*What is needed*.
Search term "CriteriaPatch": copy each line of the data containing it.

Collected data
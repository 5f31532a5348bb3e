//! Interactive map session.
//!
//! Provides a terminal-based UI using `dialoguer` that drives a
//! [`ViewState`] the same way the map sidebar does: toggling filters,
//! searching, and selecting locations. The terminal stands in for the map
//! surface behind a [`SurfaceGate`].

use diaspora_map_demographics::Dataset;
use diaspora_map_demographics_models::{Community, Country, PoiCategory};
use diaspora_map_view::display::{DetailCard, PopulationSlider, SuggestionRow};
use diaspora_map_view::{MapStyle, SurfaceEvent, SurfaceGate, ViewState};
use dialoguer::{Input, MultiSelect, Select};

use crate::terminal::TerminalSurface;

/// Actions offered by the session menu.
enum Action {
    Search,
    Countries,
    States,
    Communities,
    PoiTypes,
    Population,
    ClearFilters,
    SelectLocation,
    Dismiss,
    List,
    Quit,
}

impl Action {
    const ALL: &[Self] = &[
        Self::Search,
        Self::Countries,
        Self::States,
        Self::Communities,
        Self::PoiTypes,
        Self::Population,
        Self::ClearFilters,
        Self::SelectLocation,
        Self::Dismiss,
        Self::List,
        Self::Quit,
    ];

    #[must_use]
    const fn label(&self) -> &'static str {
        match self {
            Self::Search => "Search cities",
            Self::Countries => "Filter by country",
            Self::States => "Filter by state / province",
            Self::Communities => "Filter by community",
            Self::PoiTypes => "Points of interest",
            Self::Population => "Population range",
            Self::ClearFilters => "Clear all filters",
            Self::SelectLocation => "Select a location",
            Self::Dismiss => "Close location details",
            Self::List => "List visible locations",
            Self::Quit => "Quit",
        }
    }
}

/// Runs the session until the user quits.
///
/// # Errors
///
/// Returns an error if reading user input fails.
pub fn run(dataset: &Dataset, style: &MapStyle) -> Result<(), Box<dyn std::error::Error>> {
    let mut view = ViewState::new(dataset);
    let mut map = SurfaceGate::new(TerminalSurface::default(), style.camera.clone());

    println!("Indian Diaspora Map");
    println!();
    map.mark_ready(&view);

    let labels: Vec<&str> = Action::ALL.iter().map(Action::label).collect();

    loop {
        println!("{}", crate::status_line(&view));

        let idx = Select::new()
            .with_prompt("What would you like to do?")
            .items(&labels)
            .default(0)
            .interact()?;

        match Action::ALL[idx] {
            Action::Search => search(&mut view)?,
            Action::Countries => {
                let chosen = pick_many(
                    "Countries",
                    Country::all(),
                    |c| c.display_name().to_string(),
                    |c| view.criteria().countries.contains(c),
                )?;
                for country in Country::all() {
                    if chosen.contains(country) != view.criteria().countries.contains(country) {
                        view.toggle_country(*country);
                    }
                }
            }
            Action::States => {
                for country in Country::all() {
                    let states = diaspora_map_query::unique_states(dataset, Some(*country));
                    if states.is_empty() {
                        continue;
                    }
                    let chosen = pick_many(
                        country.region_label(),
                        &states,
                        |s| (*s).to_string(),
                        |s| view.criteria().states.contains(*s),
                    )?;
                    for state in &states {
                        if chosen.contains(state) != view.criteria().states.contains(*state) {
                            view.toggle_state(state);
                        }
                    }
                }
            }
            Action::Communities => {
                let chosen = pick_many(
                    "Communities",
                    Community::all(),
                    ToString::to_string,
                    |c| view.criteria().communities.contains(c),
                )?;
                for community in Community::all() {
                    if chosen.contains(community)
                        != view.criteria().communities.contains(community)
                    {
                        view.toggle_community(*community);
                    }
                }
            }
            Action::PoiTypes => {
                let chosen = pick_many(
                    "Points of interest",
                    PoiCategory::all(),
                    |p| format!("{} {}", p.icon(), p.label()),
                    |p| view.criteria().poi_types.contains(p),
                )?;
                for category in PoiCategory::all() {
                    if chosen.contains(category) != view.criteria().poi_types.contains(category) {
                        view.toggle_poi_type(*category);
                    }
                }
            }
            Action::Population => population(&mut view)?,
            Action::ClearFilters => view.clear_filters(),
            Action::SelectLocation => {
                let visible = view.visible();
                if visible.is_empty() {
                    println!("No locations to select.");
                } else {
                    let rows: Vec<String> = visible
                        .iter()
                        .map(|r| {
                            let row = SuggestionRow::from(*r);
                            format!("{} ({}) {}", row.city, row.region, row.population)
                        })
                        .collect();
                    let idx = Select::new()
                        .with_prompt("Location")
                        .items(&rows)
                        .default(0)
                        .interact()?;
                    view.handle_event(SurfaceEvent::Click(visible[idx].id.clone()));
                }
            }
            Action::Dismiss => view.dismiss(),
            Action::List => {
                crate::print_records(&view.visible());
            }
            Action::Quit => break,
        }

        map.sync(&view);

        if let Some(record) = view.selected() {
            println!();
            crate::print_card(&DetailCard::from(record));
            println!();
        }
    }

    Ok(())
}

/// Prompts for a search term, then offers the matching locations.
fn search(view: &mut ViewState<'_>) -> Result<(), Box<dyn std::error::Error>> {
    let query: String = Input::new()
        .with_prompt("Search city or state (leave empty to clear)")
        .with_initial_text(view.search_query())
        .allow_empty(true)
        .interact_text()?;
    view.set_search_query(query);

    let suggestions = view.search_suggestions();
    if suggestions.is_empty() {
        if !view.search_query().is_empty() {
            println!("No cities found.");
        }
        return Ok(());
    }

    let mut rows: Vec<String> = suggestions
        .iter()
        .map(|r| {
            let row = SuggestionRow::from(*r);
            format!("{} ({}) {}", row.city, row.region, row.population)
        })
        .collect();
    rows.push("Keep search as filter".to_string());

    let idx = Select::new()
        .with_prompt("Matching cities")
        .items(&rows)
        .default(0)
        .interact()?;

    if let Some(record) = suggestions.get(idx) {
        view.pick_suggestion(&record.id);
    }
    Ok(())
}

/// Prompts for slider positions in thousands.
fn population(view: &mut ViewState<'_>) -> Result<(), Box<dyn std::error::Error>> {
    let (min_label, max_label) = PopulationSlider::labels(
        view.criteria().min_population,
        view.criteria().max_population,
    );
    println!("Current range: {min_label} – {max_label}");

    let low: u64 = Input::new()
        .with_prompt(format!(
            "Minimum, in thousands ({}-{})",
            PopulationSlider::MIN,
            PopulationSlider::MAX
        ))
        .default(PopulationSlider::MIN)
        .interact_text()?;
    let high: u64 = Input::new()
        .with_prompt(format!(
            "Maximum, in thousands ({}-{})",
            PopulationSlider::MIN,
            PopulationSlider::MAX
        ))
        .default(PopulationSlider::MAX)
        .interact_text()?;

    let (min, max) = PopulationSlider::bounds(low, high);
    view.set_population_range(min, max);
    Ok(())
}

/// Multi-select over `items`, pre-checking the currently active ones.
fn pick_many<T: Clone>(
    prompt: &str,
    items: &[T],
    label: impl Fn(&T) -> String,
    active: impl Fn(&T) -> bool,
) -> Result<Vec<T>, Box<dyn std::error::Error>> {
    let labels: Vec<String> = items.iter().map(&label).collect();
    let defaults: Vec<bool> = items.iter().map(&active).collect();

    let picked = MultiSelect::new()
        .with_prompt(prompt)
        .items(&labels)
        .defaults(&defaults)
        .interact()?;

    Ok(picked.into_iter().map(|i| items[i].clone()).collect())
}
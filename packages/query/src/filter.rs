//! Structural filtering by country, region, community and population.

use std::collections::BTreeSet;

use diaspora_map_demographics_models::{Country, LocationRecord};
use diaspora_map_query_models::FilterCriteria;

/// Whether a record satisfies every constraint set in `criteria`.
///
/// Constraints are ANDed; values within one constraint are ORed. An empty
/// set or unset bound restricts nothing. `poi_types` is not consulted.
#[must_use]
pub fn matches(record: &LocationRecord, criteria: &FilterCriteria) -> bool {
    if !criteria.countries.is_empty() && !criteria.countries.contains(&record.country) {
        return false;
    }

    if !criteria.states.is_empty() && !criteria.states.contains(&record.state) {
        return false;
    }

    if !criteria.communities.is_empty() && !record.has_any_community(&criteria.communities) {
        return false;
    }

    if criteria
        .min_population
        .is_some_and(|min| record.indian_population < min)
    {
        return false;
    }

    if criteria
        .max_population
        .is_some_and(|max| record.indian_population > max)
    {
        return false;
    }

    true
}

/// Returns the records matching `criteria`, in input order.
///
/// Contradictory bounds (`min > max`) are not rejected; they simply match
/// nothing.
#[must_use]
pub fn filter<'a, I>(records: I, criteria: &FilterCriteria) -> Vec<&'a LocationRecord>
where
    I: IntoIterator<Item = &'a LocationRecord>,
{
    records
        .into_iter()
        .filter(|record| matches(record, criteria))
        .collect()
}

/// Sorted, de-duplicated state/province names, optionally for one country.
#[must_use]
pub fn unique_states<'a, I>(records: I, country: Option<Country>) -> Vec<&'a str>
where
    I: IntoIterator<Item = &'a LocationRecord>,
{
    records
        .into_iter()
        .filter(|record| country.is_none_or(|c| record.country == c))
        .map(|record| record.state.as_str())
        .collect::<BTreeSet<_>>()
        .into_iter()
        .collect()
}
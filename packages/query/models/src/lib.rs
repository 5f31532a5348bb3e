#![cfg_attr(feature = "fail-on-warnings", deny(warnings))]
#![warn(clippy::all, clippy::pedantic, clippy::nursery, clippy::cargo)]
#![allow(clippy::multiple_crate_versions, clippy::cargo_common_metadata)]

//! Filter criteria and aggregate result types.
//!
//! [`FilterCriteria`] is the full set of structural constraints a user has
//! chosen. Controls that only change one dimension send a [`CriteriaPatch`]
//! instead, which is merged into the current criteria without touching the
//! fields it leaves unspecified.

use std::collections::BTreeSet;

use diaspora_map_demographics_models::{Community, Country, PoiCategory};
use serde::{Deserialize, Serialize};

/// Structural filter constraints. The default value restricts nothing.
#[derive(Debug, Clone, Default, PartialEq, Eq, Serialize, Deserialize)]
#[serde(rename_all = "camelCase", default)]
pub struct FilterCriteria {
    /// Countries to include (empty = all).
    pub countries: BTreeSet<Country>,
    /// State or province names to include (empty = all).
    pub states: BTreeSet<String>,
    /// Communities, at least one of which must be present (empty = all).
    pub communities: BTreeSet<Community>,
    /// Inclusive lower bound on the Indian population.
    pub min_population: Option<u64>,
    /// Inclusive upper bound on the Indian population.
    pub max_population: Option<u64>,
    /// Point of interest categories chosen in the sidebar.
    ///
    /// Carried with the criteria but not applied by the filter predicate.
    pub poi_types: BTreeSet<PoiCategory>,
}

impl FilterCriteria {
    /// Whether any constraint that the filter predicate applies is set.
    ///
    /// `poi_types` is not considered, since it never narrows the result.
    #[must_use]
    pub fn has_active_filters(&self) -> bool {
        !self.countries.is_empty()
            || !self.states.is_empty()
            || !self.communities.is_empty()
            || self.min_population.is_some()
            || self.max_population.is_some()
    }

    /// Merges a partial update into these criteria.
    ///
    /// Fields the patch leaves as `None` are unchanged.
    pub fn apply(&mut self, patch: CriteriaPatch) {
        if let Some(countries) = patch.countries {
            self.countries = countries;
        }
        if let Some(states) = patch.states {
            self.states = states;
        }
        if let Some(communities) = patch.communities {
            self.communities = communities;
        }
        if let Some(min) = patch.min_population {
            self.min_population = min;
        }
        if let Some(max) = patch.max_population {
            self.max_population = max;
        }
        if let Some(poi_types) = patch.poi_types {
            self.poi_types = poi_types;
        }
    }

    /// Returns a copy of these criteria with the patch applied.
    #[must_use]
    pub fn merged(&self, patch: CriteriaPatch) -> Self {
        let mut merged = self.clone();
        merged.apply(patch);
        merged
    }
}

/// A partial update to [`FilterCriteria`].
///
/// `None` leaves the corresponding field unchanged. The population bounds
/// are tri-state: `None` keeps the bound, `Some(None)` clears it and
/// `Some(Some(n))` sets it.
#[allow(clippy::option_option)]
#[derive(Debug, Clone, Default, PartialEq, Eq, Serialize, Deserialize)]
#[serde(rename_all = "camelCase", default)]
pub struct CriteriaPatch {
    /// Replacement country set.
    #[serde(skip_serializing_if = "Option::is_none")]
    pub countries: Option<BTreeSet<Country>>,
    /// Replacement state/province set.
    #[serde(skip_serializing_if = "Option::is_none")]
    pub states: Option<BTreeSet<String>>,
    /// Replacement community set.
    #[serde(skip_serializing_if = "Option::is_none")]
    pub communities: Option<BTreeSet<Community>>,
    /// New lower bound, or `Some(None)` to clear it.
    #[serde(with = "tri_state", skip_serializing_if = "Option::is_none")]
    pub min_population: Option<Option<u64>>,
    /// New upper bound, or `Some(None)` to clear it.
    #[serde(with = "tri_state", skip_serializing_if = "Option::is_none")]
    pub max_population: Option<Option<u64>>,
    /// Replacement point of interest category set.
    #[serde(skip_serializing_if = "Option::is_none")]
    pub poi_types: Option<BTreeSet<PoiCategory>>,
}

impl CriteriaPatch {
    /// A patch that sets both population bounds at once.
    #[must_use]
    pub fn population(min: Option<u64>, max: Option<u64>) -> Self {
        Self {
            min_population: Some(min),
            max_population: Some(max),
            ..Self::default()
        }
    }
}

/// Distinguishes a missing key (unchanged) from an explicit `null` (clear).
mod tri_state {
    use serde::{Deserialize, Deserializer, Serialize, Serializer};

    #[allow(clippy::ref_option, clippy::option_option)]
    pub fn serialize<S: Serializer>(
        value: &Option<Option<u64>>,
        serializer: S,
    ) -> Result<S::Ok, S::Error> {
        match value {
            Some(inner) => inner.serialize(serializer),
            None => serializer.serialize_none(),
        }
    }

    #[allow(clippy::option_option)]
    pub fn deserialize<'de, D: Deserializer<'de>>(
        deserializer: D,
    ) -> Result<Option<Option<u64>>, D::Error> {
        Option::<u64>::deserialize(deserializer).map(Some)
    }
}

/// Aggregate statistics over a set of records.
#[derive(Debug, Clone, PartialEq, Serialize, Deserialize)]
#[serde(rename_all = "camelCase")]
pub struct SummaryStats {
    /// Sum of the Indian population of every record.
    pub total_indian_population: u64,
    /// Unweighted mean of each record's Indian share, in percent.
    ///
    /// `None` when there are no records.
    pub average_percent_indian: Option<f64>,
    /// Number of records.
    pub record_count: usize,
    /// Sum of every point of interest count of every record.
    pub total_points_of_interest: u64,
}

impl SummaryStats {
    /// Statistics of an empty set of records.
    pub const EMPTY: Self = Self {
        total_indian_population: 0,
        average_percent_indian: None,
        record_count: 0,
        total_points_of_interest: 0,
    };
}

impl Default for SummaryStats {
    fn default() -> Self {
        Self::EMPTY
    }
}

#[cfg(test)]
mod tests {
    use super::*;

    #[test]
    fn default_criteria_restrict_nothing() {
        assert!(!FilterCriteria::default().has_active_filters());
    }

    #[test]
    fn poi_types_do_not_count_as_active() {
        let criteria = FilterCriteria {
            poi_types: BTreeSet::from([PoiCategory::Temple]),
            ..FilterCriteria::default()
        };
        assert!(!criteria.has_active_filters());
    }

    #[test]
    fn patch_leaves_unspecified_fields_alone() {
        let mut criteria = FilterCriteria {
            countries: BTreeSet::from([Country::Ca]),
            min_population: Some(10_000),
            ..FilterCriteria::default()
        };

        criteria.apply(CriteriaPatch {
            states: Some(BTreeSet::from(["Ontario".to_string()])),
            ..CriteriaPatch::default()
        });

        assert_eq!(criteria.countries, BTreeSet::from([Country::Ca]));
        assert_eq!(criteria.states, BTreeSet::from(["Ontario".to_string()]));
        assert_eq!(criteria.min_population, Some(10_000));
    }

    #[test]
    fn patch_can_clear_a_bound() {
        let criteria = FilterCriteria {
            min_population: Some(10_000),
            max_population: Some(50_000),
            ..FilterCriteria::default()
        };

        let merged = criteria.merged(CriteriaPatch {
            max_population: Some(None),
            ..CriteriaPatch::default()
        });

        assert_eq!(merged.min_population, Some(10_000));
        assert_eq!(merged.max_population, None);
    }

    #[test]
    fn patch_json_distinguishes_missing_from_null() {
        let patch: CriteriaPatch =
            serde_json::from_str(r#"{"maxPopulation": null, "countries": ["CA"]}"#).unwrap();
        assert_eq!(patch.min_population, None);
        assert_eq!(patch.max_population, Some(None));
        assert_eq!(patch.countries, Some(BTreeSet::from([Country::Ca])));
    }

    #[test]
    fn patch_json_omits_unchanged_fields() {
        let json = serde_json::to_value(CriteriaPatch {
            min_population: Some(None),
            ..CriteriaPatch::default()
        })
        .unwrap();
        assert_eq!(json, serde_json::json!({"minPopulation": null}));
    }

    #[test]
    fn criteria_json_uses_camel_case() {
        let criteria: FilterCriteria =
            serde_json::from_str(r#"{"minPopulation": 5000, "communities": ["Tamil"]}"#).unwrap();
        assert_eq!(criteria.min_population, Some(5000));
        assert_eq!(criteria.communities, BTreeSet::from([Community::Tamil]));
        assert!(criteria.states.is_empty());
    }

    #[test]
    fn empty_summary_has_no_average() {
        let stats = SummaryStats::default();
        assert_eq!(stats.average_percent_indian, None);
        assert_eq!(
            serde_json::to_value(&stats).unwrap()["averagePercentIndian"],
            serde_json::Value::Null
        );
    }
}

*Task output*.
//! chosen. Controls that only change one dimension send a [`CriteriaPatch`]
    pub fn apply(&mut self, patch: CriteriaPatch) {
    pub fn merged(&self, patch: CriteriaPatch) -> Self {
pub struct CriteriaPatch {
impl CriteriaPatch {
        criteria.apply(CriteriaPatch {
            ..CriteriaPatch::default()
        let merged = criteria.merged(CriteriaPatch {
            ..CriteriaPatch::default()
        let patch: CriteriaPatch =
        let json = serde_json::to_value(CriteriaPatch {
            ..CriteriaPatch::default()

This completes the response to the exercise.